The limitations of financial metrics are even more obvious when it comes to evaluating projects in the public sector. Public-sector organizations have social missions and may not even sell goods and services that generate cash flows. Even it they do, earning a financial return may not be a primary objective. For example, a water utility has a mission that includes serving community water needs. A public school has a mission that includes educating students. Cash flow analysis will not provide a comprehensive view of how well these organizations are accomplishing their missions. In summary, financial metrics fail to measure the value of projects intended to achieve non-financial objectives.

References

  1. M. Buffet & D. Clark, The Tao of Warren Buffett: Warren Buffett's Words of Wisdom: Quotations and interpretations to Help Guide you to Billionaire Wealth and Enlightened Business, 2006.

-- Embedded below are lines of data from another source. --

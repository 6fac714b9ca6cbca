use crate::analysis::weekly::{
    client_health, date_range, incident_digest, parse_report, personnel_digest, product_progress,
    search_by_client, search_by_keyword,
};
use crate::commands::output::write_output;
use crate::commands::settings::LensSettings;
use crate::error::{LensError, LensResult};
use crate::models::weekly::{HealthStatus, WeeklyAnalysis, WeeklyEntry};
use std::fs;
use std::path::{Path, PathBuf};

pub const EXPORT_FILE_NAME: &str = "weekly_report_analysis.json";

#[derive(Debug, Clone, PartialEq, Eq)]
pub enum WeeklyCommand {
    Summary,
    Client(String),
    Search(String),
    Incidents,
    Products,
    Export,
}

/// Every `*.md` file under the weekly directory, in path order.
pub fn load_weekly_entries(settings: &LensSettings) -> LensResult<Vec<WeeklyEntry>> {
    // The directory is literal; only the file name is a pattern.
    let dir = glob::Pattern::escape(&settings.paths.weekly_dir.to_string_lossy());
    let pattern = Path::new(&dir).join("*.md");
    let mut files: Vec<PathBuf> = Vec::new();
    for entry in glob::glob(&pattern.to_string_lossy())? {
        files.push(entry.map_err(|e| e.into_error())?);
    }
    files.sort();

    let mut entries = Vec::new();
    for file in &files {
        let content = fs::read_to_string(file)?;
        let parsed = parse_report(&content, &settings.weekly);
        log::info!("Loaded {} weekly entries from {}", parsed.len(), file.display());
        entries.extend(parsed);
    }
    Ok(entries)
}

pub fn build_weekly_analysis(
    entries: &[WeeklyEntry],
    settings: &LensSettings,
    generated_at: &str,
) -> WeeklyAnalysis {
    WeeklyAnalysis {
        generated_at: generated_at.to_string(),
        total_entries: entries.len(),
        date_range: date_range(entries),
        client_health: client_health(entries),
        product_progress: product_progress(entries, &settings.weekly),
        incidents: incident_digest(entries),
        personnel: personnel_digest(entries),
    }
}

fn heading(out: &mut Vec<String>, title: &str) {
    out.push(String::new());
    out.push(title.to_string());
    out.push("-".repeat(title.chars().count().max(12)));
}

pub fn render_executive_summary(analysis: &WeeklyAnalysis) -> String {
    let rule = "=".repeat(80);
    let mut out = vec![
        rule.clone(),
        format!("{:^80}", "WEEKLY REPORT ANALYSIS SUMMARY"),
        rule.clone(),
    ];

    heading(&mut out, "📊 OVERVIEW");
    let range = &analysis.date_range;
    out.push(format!(
        "• Analysis Period: {} - {}",
        range.start.as_deref().unwrap_or("N/A"),
        range.end.as_deref().unwrap_or("N/A")
    ));
    out.push(format!("• Total Weekly Reports Analyzed: {}", analysis.total_entries));
    out.push(format!("• Total Clients Tracked: {}", analysis.client_health.len()));
    out.push(format!("• Total Incidents Recorded: {}", analysis.incidents.total_incidents));

    heading(&mut out, "👥 TOP 10 CLIENTS BY ENGAGEMENT");
    if analysis.client_health.is_empty() {
        out.push("  No clients found".to_string());
    }
    for (idx, health) in analysis.client_health.iter().take(10).enumerate() {
        out.push(format!(
            "  {:2}. {} {}: {} mentions, {} incidents",
            idx + 1,
            health.health_status.icon(),
            health.client,
            health.total_mentions,
            health.incident_count
        ));
    }

    heading(&mut out, "⚠️  CLIENTS REQUIRING ATTENTION");
    let attention: Vec<_> = analysis
        .client_health
        .iter()
        .filter(|h| h.health_status != HealthStatus::Healthy)
        .collect();
    if attention.is_empty() {
        out.push("  ✅ All clients are in healthy status".to_string());
    }
    for health in attention.iter().take(5) {
        out.push(format!(
            "  • {}: incident ratio {:.0}%",
            health.client,
            health.incident_ratio * 100.0
        ));
    }

    heading(&mut out, "🚀 PRODUCT LINE ACTIVITY");
    let mut active = analysis.product_progress.clone();
    active.sort_by(|a, b| b.weekly_mentions.cmp(&a.weekly_mentions));
    for product in active.iter().take(5) {
        out.push(format!(
            "  {} {}: {} weeks active ({})",
            product.activity_level.icon(),
            product.product,
            product.weekly_mentions,
            product.activity_level.as_str()
        ));
    }
    if active.is_empty() {
        out.push("  No product activity tracked".to_string());
    }

    heading(&mut out, "📉 INCIDENT TRENDS (Monthly)");
    let monthly = &analysis.incidents.monthly_distribution;
    if monthly.is_empty() {
        out.push("  No incidents recorded".to_string());
    }
    for (month, count) in monthly.iter().skip(monthly.len().saturating_sub(6)) {
        let bar = "█".repeat((count / 2).min(20));
        out.push(format!("  {month}: {bar} ({count})"));
    }

    heading(&mut out, "👔 PERSONNEL CHANGES");
    let personnel = &analysis.personnel;
    out.push(format!("Total Personnel Events: {}", personnel.total_events));
    out.push("Recent Events:".to_string());
    let recent = &personnel.events[personnel.events.len().saturating_sub(5)..];
    if recent.is_empty() {
        out.push("  No recent personnel events".to_string());
    }
    for event in recent {
        let text: String = event.text.chars().take(60).collect();
        out.push(format!("  • [{}] {text}...", event.date));
    }

    out.push(String::new());
    out.push(rule);
    out.join("\n")
}

pub fn render_client_search(entries: &[WeeklyEntry], client: &str) -> String {
    let hits = search_by_client(entries, client);
    let mut out = vec![format!("Found {} weekly entries mentioning {client}", hits.len())];
    for hit in &hits {
        out.push(String::new());
        out.push(format!("[{}]", hit.date));
        for incident in &hit.incidents {
            out.push(format!("  ! {incident}"));
        }
        for line in &hit.relevant_content {
            out.push(format!("  {line}"));
        }
    }
    out.join("\n")
}

pub fn render_keyword_search(entries: &[WeeklyEntry], keyword: &str) -> String {
    let hits = search_by_keyword(entries, keyword);
    let mut out = vec![format!("Found {} weekly entries containing {keyword}", hits.len())];
    for hit in &hits {
        out.push(String::new());
        out.push(format!("[{}]", hit.date));
        out.extend(hit.matches.iter().map(|line| format!("  {line}")));
    }
    out.join("\n")
}

pub fn render_incidents(analysis: &WeeklyAnalysis) -> String {
    let digest = &analysis.incidents;
    let mut out = vec![format!("Total incidents: {}", digest.total_incidents)];

    heading(&mut out, "Monthly distribution");
    for (month, count) in &digest.monthly_distribution {
        out.push(format!("  {month}: {count}"));
    }
    heading(&mut out, "Clients by incidents");
    for (client, count) in &digest.client_incidents {
        out.push(format!("  {client}: {count}"));
    }
    heading(&mut out, "Recent incidents");
    for line in &digest.recent_incidents {
        out.push(format!("  [{}] {}", line.date, line.text));
    }
    out.join("\n")
}

pub fn render_products(analysis: &WeeklyAnalysis) -> String {
    let mut out = Vec::new();
    for product in &analysis.product_progress {
        out.push(format!(
            "{} {}: {} weeks active ({})",
            product.activity_level.icon(),
            product.product,
            product.weekly_mentions,
            product.activity_level.as_str()
        ));
        for (date, line) in &product.recent_activities {
            out.push(format!("  [{date}] {line}"));
        }
    }
    out.join("\n")
}

pub fn export_weekly_analysis(analysis: &WeeklyAnalysis, settings: &LensSettings) -> LensResult<PathBuf> {
    let body = serde_json::to_string_pretty(analysis)?;
    write_output(&settings.paths.output_dir, EXPORT_FILE_NAME, &body)
}

/// Runs one weekly subcommand and returns the text to print.
pub fn run_weekly(command: &WeeklyCommand, settings: &LensSettings, generated_at: &str) -> LensResult<String> {
    let entries = load_weekly_entries(settings)?;
    if entries.is_empty() {
        return Err(LensError::NoData(format!(
            "no dated sections found under {}",
            settings.paths.weekly_dir.display()
        )));
    }

    let text = match command {
        WeeklyCommand::Summary => render_executive_summary(&build_weekly_analysis(&entries, settings, generated_at)),
        WeeklyCommand::Client(name) => render_client_search(&entries, name),
        WeeklyCommand::Search(keyword) => render_keyword_search(&entries, keyword),
        WeeklyCommand::Incidents => render_incidents(&build_weekly_analysis(&entries, settings, generated_at)),
        WeeklyCommand::Products => render_products(&build_weekly_analysis(&entries, settings, generated_at)),
        WeeklyCommand::Export => {
            let analysis = build_weekly_analysis(&entries, settings, generated_at);
            let path = export_weekly_analysis(&analysis, settings)?;
            format!("Analysis exported to {}", path.display())
        }
    };
    Ok(text)
}
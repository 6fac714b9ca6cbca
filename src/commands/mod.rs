pub mod bugs;
pub mod deployment;
pub mod ingest;
pub mod output;
pub mod quality;
pub mod reports;
pub mod settings;
pub mod summary;
pub mod weekly;
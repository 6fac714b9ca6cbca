use serde::{Deserialize, Serialize};
use std::collections::{BTreeMap, BTreeSet};

#[derive(Debug, Clone, Default, Serialize, Deserialize)]
pub struct WeeklyEntry {
    pub date: String, // "YYYYMMDD"
    pub raw_content: String,
    pub privatization: Vec<String>,
    pub incidents: Vec<String>,
    pub products: BTreeMap<String, Vec<String>>,
    pub personnel: Vec<String>,
    pub clients: BTreeSet<String>,
}

#[derive(Debug, Clone, Copy, PartialEq, Eq, Serialize, Deserialize)]
#[serde(rename_all = "lowercase")]
pub enum HealthStatus {
    Healthy,
    Attention,
    Critical,
}

impl HealthStatus {
    pub fn from_ratio(ratio: f64) -> Self {
        if ratio < 0.2 {
            HealthStatus::Healthy
        } else if ratio < 0.5 {
            HealthStatus::Attention
        } else {
            HealthStatus::Critical
        }
    }

    pub fn icon(&self) -> &'static str {
        match self {
            HealthStatus::Healthy => "✅",
            HealthStatus::Attention => "⚠️",
            HealthStatus::Critical => "🔴",
        }
    }
}

#[derive(Debug, Clone, Serialize, Deserialize)]
pub struct ClientHealth {
    pub client: String,
    pub total_mentions: usize,
    pub incident_count: usize,
    pub incident_ratio: f64,
    pub health_status: HealthStatus,
}

#[derive(Debug, Clone, Copy, PartialEq, Eq, Serialize, Deserialize)]
#[serde(rename_all = "lowercase")]
pub enum ActivityLevel {
    High,
    Medium,
    Low,
}

impl ActivityLevel {
    pub fn from_mentions(mentions: usize) -> Self {
        if mentions > 20 {
            ActivityLevel::High
        } else if mentions > 10 {
            ActivityLevel::Medium
        } else {
            ActivityLevel::Low
        }
    }

    pub fn as_str(&self) -> &'static str {
        match self {
            ActivityLevel::High => "high",
            ActivityLevel::Medium => "medium",
            ActivityLevel::Low => "low",
        }
    }

    pub fn icon(&self) -> &'static str {
        match self {
            ActivityLevel::High => "🔥",
            ActivityLevel::Medium => "📈",
            ActivityLevel::Low => "📊",
        }
    }
}

#[derive(Debug, Clone, Serialize, Deserialize)]
pub struct ProductProgress {
    pub product: String,
    pub weekly_mentions: usize,
    pub activity_level: ActivityLevel,
    pub recent_activities: Vec<(String, String)>, // (date, line)
}

#[derive(Debug, Clone, Serialize, Deserialize)]
pub struct DatedLine {
    pub date: String,
    pub text: String,
}

#[derive(Debug, Clone, Default, Serialize, Deserialize)]
pub struct IncidentDigest {
    pub total_incidents: usize,
    pub monthly_distribution: BTreeMap<String, usize>,
    pub client_incidents: Vec<(String, usize)>,
    pub recent_incidents: Vec<DatedLine>,
}

#[derive(Debug, Clone, Default, Serialize, Deserialize)]
pub struct PersonnelDigest {
    pub total_events: usize,
    pub events: Vec<DatedLine>,
}

#[derive(Debug, Clone, Serialize, Deserialize)]
pub struct ClientSearchHit {
    pub date: String,
    pub incidents: Vec<String>,
    pub relevant_content: Vec<String>,
}

#[derive(Debug, Clone, Serialize, Deserialize)]
pub struct KeywordSearchHit {
    pub date: String,
    pub matches: Vec<String>,
}

#[derive(Debug, Clone, Serialize, Deserialize)]
pub struct DateRange {
    pub start: Option<String>,
    pub end: Option<String>,
}

/// Document written by `weekly export`.
#[derive(Debug, Clone, Serialize, Deserialize)]
pub struct WeeklyAnalysis {
    pub generated_at: String,
    pub total_entries: usize,
    pub date_range: DateRange,
    pub client_health: Vec<ClientHealth>,
    pub product_progress: Vec<ProductProgress>,
    pub incidents: IncidentDigest,
    pub personnel: PersonnelDigest,
}
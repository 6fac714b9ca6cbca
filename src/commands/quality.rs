use crate::analysis::distribution::{monthly_in_year, option_counts, percent, truncate_chars};
use crate::analysis::incidents::incident_stats;
use crate::analysis::reconcile::reconcile;
use crate::analysis::resolution::{defect_type_counts, resolution_stats, OPEN_STATUSES};
use crate::commands::ingest::Dataset;
use crate::commands::output::{md_header, md_row, pct};
use crate::commands::settings::LensSettings;
use crate::models::incident::IncidentLevel;
use crate::models::reconciliation::Reconciliation;
use crate::models::summary::{Distribution, IncidentStats, MonthlyCounts, ResolutionStats};

/// Everything the quality report shows, computed up front.
pub struct QualityFindings<'a> {
    pub reconciliation: Reconciliation<'a>,
    pub incidents: IncidentStats,
    pub tracker_row_count: usize,
    pub tracker_incident_count: usize,
    pub tracker_monthly: MonthlyCounts,
    pub environments: Distribution,
    pub root_causes: Distribution,
    pub defect_types: Distribution,
    pub resolution: ResolutionStats,
}

pub fn analyze_quality<'a>(data: &'a Dataset, settings: &LensSettings) -> QualityFindings<'a> {
    let tracker_incidents = data.tracker_incidents();

    QualityFindings {
        reconciliation: reconcile(&data.incidents, &data.issues, &settings.reconcile),
        incidents: incident_stats(&data.incidents),
        tracker_row_count: data.issues.len(),
        tracker_incident_count: tracker_incidents.len(),
        tracker_monthly: monthly_in_year(
            tracker_incidents.iter().map(|i| i.creation_date),
            settings.report_year,
        ),
        environments: option_counts(tracker_incidents.iter().map(|i| i.discovery_environment.as_deref())),
        root_causes: option_counts(tracker_incidents.iter().map(|i| i.root_cause.as_deref())),
        defect_types: defect_type_counts(&tracker_incidents),
        resolution: resolution_stats(&tracker_incidents, &OPEN_STATUSES),
    }
}

fn month_table(out: &mut Vec<String>, monthly: &MonthlyCounts) {
    out.extend(md_header(&["月份", "故障数量"]));
    for (month, count) in monthly.active_months() {
        out.push(md_row([format!("{month}月"), count.to_string()]));
    }
    out.push(String::new());
}

pub fn render_quality_report(
    findings: &QualityFindings<'_>,
    settings: &LensSettings,
    generated_at: &str,
) -> String {
    let year = settings.report_year;
    let rec = &findings.reconciliation;
    let total = rec.total();
    let mut out: Vec<String> = Vec::new();

    out.push(format!("# {year}年度研发质量体系分析报告\n"));
    out.push(format!("**生成时间**: {generated_at}\n"));

    out.push("## 一、执行摘要\n".to_string());
    out.push("本报告基于两个核心数据源进行分析：".to_string());
    out.push(format!("- **线上故障问题表**：{total}条重大线上故障记录"));
    out.push(format!(
        "- **Jira项目管理数据**：共{}条记录，其中故障类型{}条\n",
        findings.tracker_row_count, findings.tracker_incident_count
    ));

    out.push("## 二、数据源对比分析\n".to_string());
    out.push("### 2.1 匹配结果统计\n".to_string());
    out.extend(md_header(&["指标", "数量", "占比"]));
    out.push(md_row(["线上故障记录总数".to_string(), total.to_string(), "100%".to_string()]));
    out.push(md_row([
        "在Jira中有对应记录".to_string(),
        rec.matched_count().to_string(),
        pct(percent(rec.matched_count(), total)),
    ]));
    out.push(md_row([
        "在Jira中无对应记录".to_string(),
        rec.unmatched_count().to_string(),
        pct(percent(rec.unmatched_count(), total)),
    ]));
    out.push(String::new());

    out.push("### 2.2 未在Jira中记录的故障清单\n".to_string());
    if rec.unmatched_count() > 0 {
        out.extend(md_header(&["序号", "故障名称", "故障日期", "故障等级", "客户"]));
        for (idx, result) in rec.unmatched().enumerate() {
            let incident = result.incident;
            out.push(md_row([
                (idx + 1).to_string(),
                truncate_chars(&incident.report_name, 30),
                incident.incident_date_raw.clone().unwrap_or_default(),
                incident.severity_level.map(|l| l.code().to_string()).unwrap_or_default(),
                incident.customer.clone().unwrap_or_default(),
            ]));
        }
        out.push(String::new());
    } else {
        out.push("所有线上故障均已在Jira中找到对应记录。\n".to_string());
    }

    out.push("### 2.3 数据一致性问题分析\n".to_string());
    out.push(format!("- **记录缺失率**: {}", pct(rec.inconsistency_rate())));
    out.push("- **可能原因**:".to_string());
    out.push("  1. 故障处理流程未规范化，部分故障未同步录入Jira".to_string());
    out.push("  2. 线上故障表为人工维护，存在记录遗漏或延迟".to_string());
    out.push("  3. 两套系统的故障命名规范不统一，导致匹配困难".to_string());
    out.push(String::new());

    out.push("## 三、故障分布分析\n".to_string());
    out.push("### 3.1 月度故障趋势\n".to_string());
    out.push("**线上故障问题表 - 月度分布**\n".to_string());
    month_table(&mut out, &findings.incidents.monthly);
    out.push(format!("**Jira故障记录 - 月度分布（{year}年）**\n"));
    month_table(&mut out, &findings.tracker_monthly);

    out.push("### 3.2 团队故障分布\n".to_string());
    out.extend(md_header(&["团队", "故障数量", "占比"]));
    let team_total = findings.incidents.team_dist.total();
    for (team, count) in &findings.incidents.team_dist.entries {
        out.push(md_row([team.clone(), count.to_string(), pct(percent(*count, team_total))]));
    }
    out.push(String::new());

    out.push("### 3.3 故障等级分布\n".to_string());
    out.extend(md_header(&["等级", "数量", "占比", "说明"]));
    let levels = findings.incidents.levels;
    let graded = levels.p0 + levels.p1 + levels.p2;
    for level in IncidentLevel::ALL {
        let count = levels.get(level);
        out.push(md_row([
            level.code().to_string(),
            count.to_string(),
            pct(percent(count, graded)),
            level.description().to_string(),
        ]));
    }
    out.push(String::new());

    out.push("### 3.4 客户故障分布\n".to_string());
    out.extend(md_header(&["客户", "故障数量"]));
    for (customer, count) in findings.incidents.customer_dist.top(15) {
        out.push(md_row([customer.clone(), count.to_string()]));
    }
    out.push(String::new());

    out.push("### 3.5 故障发现环境分布\n".to_string());
    out.extend(md_header(&["环境", "数量"]));
    for (env, count) in findings.environments.top(10) {
        out.push(md_row([env.clone(), count.to_string()]));
    }
    out.push(String::new());

    out.push("## 四、根本原因分析\n".to_string());
    out.push("### 4.1 故障根本原因分布\n".to_string());
    out.extend(md_header(&["根本原因", "数量", "占比"]));
    let cause_total = findings.root_causes.total();
    for (cause, count) in findings.root_causes.top(15) {
        out.push(md_row([cause.clone(), count.to_string(), pct(percent(*count, cause_total))]));
    }
    out.push(String::new());

    out.push("### 4.2 缺陷类型分布\n".to_string());
    out.extend(md_header(&["缺陷类型", "数量"]));
    for (kind, count) in findings.defect_types.top(10) {
        out.push(md_row([kind.clone(), count.to_string()]));
    }
    out.push(String::new());

    let res = &findings.resolution;
    out.push("## 五、故障解决效率分析\n".to_string());
    out.push("### 5.1 整体解决情况\n".to_string());
    out.extend(md_header(&["指标", "数值"]));
    out.push(md_row(["故障总数".to_string(), res.total.to_string()]));
    out.push(md_row(["已解决".to_string(), res.resolved.to_string()]));
    out.push(md_row(["解决率".to_string(), pct(res.resolution_rate)]));
    out.push(md_row(["未解决".to_string(), res.unresolved_count.to_string()]));
    out.push(String::new());

    out.push("### 5.2 按严重程度的解决情况\n".to_string());
    out.extend(md_header(&["等级", "总数", "已解决", "解决率"]));
    for (code, tier) in [("P0", &res.p0), ("P1", &res.p1)] {
        out.push(md_row([
            code.to_string(),
            tier.total.to_string(),
            tier.resolved.to_string(),
            pct(tier.rate),
        ]));
    }
    out.push(String::new());

    out.push("### 5.3 故障状态分布\n".to_string());
    out.extend(md_header(&["状态", "数量"]));
    for (status, count) in &res.status_dist.entries {
        out.push(md_row([status.clone(), count.to_string()]));
    }
    out.push(String::new());

    out.push("## 六、质量体系结论\n".to_string());
    out.push(format!(
        "1. 线上故障问题表与Jira记录存在{}的不一致率（{}/{}条未匹配）",
        pct(rec.inconsistency_rate()),
        rec.unmatched_count(),
        total
    ));
    out.push(format!("2. 整体故障解决率为{}", pct(res.resolution_rate)));
    out.push(format!("3. P0级别故障解决率为{}，P1级别为{}", pct(res.p0.rate), pct(res.p1.rate)));
    out.push(format!("4. 仍有{}个故障处于未解决状态", res.unresolved_count));
    if let Some((cause, count)) = findings.root_causes.entries.first() {
        out.push(format!("5. 最主要的根本原因为「{cause}」，共{count}条"));
    }
    out.push(String::new());

    out.push("## 七、附录\n".to_string());
    out.push("### 数据来源说明\n".to_string());
    out.push(format!("- 线上故障问题表：{}", file_label(&settings.paths.incidents_csv)));
    out.push(format!("- Jira项目管理数据：{}", file_label(&settings.paths.issues_csv)));
    out.push(format!("- 分析时间范围：{year}年1月-12月"));
    out.push(String::new());

    out.join("\n")
}

pub(crate) fn file_label(path: &std::path::Path) -> String {
    path.file_name()
        .map(|n| n.to_string_lossy().to_string())
        .unwrap_or_else(|| path.display().to_string())
}

#[cfg(test)]
mod tests {
    use super::*;
    use crate::analysis::reconcile::tests::{incident, tracker_incident};
    use crate::models::issue::{IssueStatus, Severity};
    use std::path::Path;

    fn dataset() -> Dataset {
        let mut matched = incident("滴滴文档同步故障报告", Some("滴滴"));
        matched.severity_level = Some(IncidentLevel::P0);
        matched.owning_team = Some("后端".to_string());
        let mut orphan = incident("某客户附件预览服务长时间不可用的故障报告", None);
        orphan.incident_date_raw = Some("2025-02-03".to_string());
        orphan.severity_level = Some(IncidentLevel::P2);

        let mut issue = tracker_incident("滴滴反馈同步失败", "", Some("滴滴"));
        issue.severity = Severity::parse("P0（阻塞性问题）");
        issue.root_cause = Some("代码问题".to_string());
        let mut open = tracker_incident("表格卡顿", "", None);
        open.status = IssueStatus::Todo;

        Dataset {
            issues: vec![issue, open],
            incidents: vec![matched, orphan],
        }
    }

    #[test]
    fn report_lists_unmatched_incidents_and_rates() {
        let data = dataset();
        let settings = LensSettings::defaults_for(Path::new("/ws")).expect("settings");
        let findings = analyze_quality(&data, &settings);
        assert_eq!(findings.reconciliation.matched_count(), 1);
        assert_eq!(findings.resolution.unresolved_count, 1);

        let body = render_quality_report(&findings, &settings, "2025-12-31 09:00:00");
        assert!(body.starts_with("# 2025年度研发质量体系分析报告"));
        assert!(body.contains("| 在Jira中有对应记录 | 1 | 50.0% |"));
        assert!(body.contains("| 1 | 某客户附件预览服务长时间不可用的故障报告 | 2025-02-03 | P2 |  |"));
        assert!(body.contains("- **记录缺失率**: 50.0%"));
        assert!(body.contains("| P0 | 1 | 50.0% | 阻塞性问题 |"));
        assert!(body.contains("| P0 | 1 | 1 | 100.0% |"));
        assert!(body.contains("- Jira项目管理数据：issues.csv"));
    }
}
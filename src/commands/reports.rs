use crate::commands::bugs::{analyze_bugs, render_bug_overview};
use crate::commands::deployment::{analyze_deployments, render_deployment_comparison};
use crate::commands::ingest::{load_dataset, Dataset};
use crate::commands::output::write_output;
use crate::commands::quality::{analyze_quality, render_quality_report};
use crate::commands::settings::LensSettings;
use crate::commands::summary::{analyze_summary, render_annual_summary};
use crate::error::LensResult;
use crate::models::report::{ReportKind, ReportOutput, ReportProgress};
use chrono::NaiveDateTime;

pub fn render_report(
    kind: ReportKind,
    data: &Dataset,
    settings: &LensSettings,
    generated_at: NaiveDateTime,
) -> String {
    match kind {
        ReportKind::Quality => {
            let findings = analyze_quality(data, settings);
            let stamp = generated_at.format("%Y-%m-%d %H:%M:%S").to_string();
            render_quality_report(&findings, settings, &stamp)
        }
        ReportKind::Summary => {
            let summary = analyze_summary(data, settings);
            let stamp = generated_at.format("%Y-%m-%d").to_string();
            render_annual_summary(&summary, settings, &stamp)
        }
        ReportKind::Deployment => render_deployment_comparison(&analyze_deployments(data, settings), settings),
        ReportKind::Bugs => render_bug_overview(&analyze_bugs(data, settings), settings),
    }
}

/// Loads the inputs once and writes each requested report, reporting progress
/// before each one.
pub fn run_reports_internal<F>(
    settings: &LensSettings,
    kinds: &[ReportKind],
    generated_at: NaiveDateTime,
    mut emit_progress: F,
) -> LensResult<Vec<ReportOutput>>
where
    F: FnMut(ReportProgress),
{
    let with_incidents = kinds.iter().any(ReportKind::needs_incidents);
    let data = load_dataset(settings, with_incidents)?;
    log::info!(
        "Loaded {} tracker rows and {} incidents",
        data.issues.len(),
        data.incidents.len()
    );

    let total = kinds.len();
    let mut outputs = Vec::with_capacity(total);
    for (index, kind) in kinds.iter().enumerate() {
        emit_progress(ReportProgress {
            current: index + 1,
            total,
            report: *kind,
        });

        let body = render_report(*kind, &data, settings, generated_at);
        let path = write_output(&settings.paths.output_dir, kind.file_name(), &body)?;
        outputs.push(ReportOutput {
            kind: *kind,
            path,
            body,
        });
    }

    Ok(outputs)
}

#[cfg(test)]
mod tests {
    use super::*;
    use crate::error::LensError;
    use std::fs;

    #[test]
    fn bug_reports_skip_the_incident_log() {
        let dir = tempfile::tempdir().expect("tempdir");
        let data = dir.path().join("data");
        fs::create_dir_all(&data).expect("mkdir");
        fs::write(data.join("issues.csv"), "问题类型,概要,状态\nBug,登录失败,完成\n").expect("write");
        let settings = LensSettings::defaults_for(dir.path()).expect("settings");
        let now = chrono::NaiveDate::from_ymd_opt(2025, 12, 31)
            .and_then(|d| d.and_hms_opt(9, 0, 0))
            .expect("timestamp");

        let mut seen = Vec::new();
        let outputs = run_reports_internal(&settings, &[ReportKind::Deployment, ReportKind::Bugs], now, |p| {
            seen.push((p.current, p.total, p.report));
        })
        .expect("reports");

        assert_eq!(
            seen,
            vec![(1, 2, ReportKind::Deployment), (2, 2, ReportKind::Bugs)]
        );
        assert_eq!(outputs.len(), 2);
        assert!(outputs[1].path.ends_with("reports/bug_overview.txt"));
        assert!(outputs[1].body.contains("总Bug数量: 1"));

        let err = run_reports_internal(&settings, &[ReportKind::Quality], now, |_| {}).expect_err("no incidents");
        assert!(matches!(err, LensError::Io(_)));
    }
}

  2. N. E. Boardman Cost-benefit Analysis: Concepts and Practice, 3rd ed., NJ: Prentice Hall, 2006.
  3. W. Nicholson, Micro-economic Theory (Second ed.), Dryden Press. pp. 5387, 1978.
  4. R. Strotz, "Cardinal Utility, American Economic Review 43(2), 384397, 1953.
  5. Search done July 7, 2016. The quores are from the Rothman Consulting Group webpage: http://www.jrothman.com/articles/2012/02/selecting-a-ranking-method-for-your-project-portfolio/.
  6. R. G. Cooper, S. J. Edgett and E. J. Kleinschmidt, "R&D Portfolio Management Best Practices: Methods Used & Performance Results Achieved," report prepared for the Industrial Research Institute, Jan. 1998.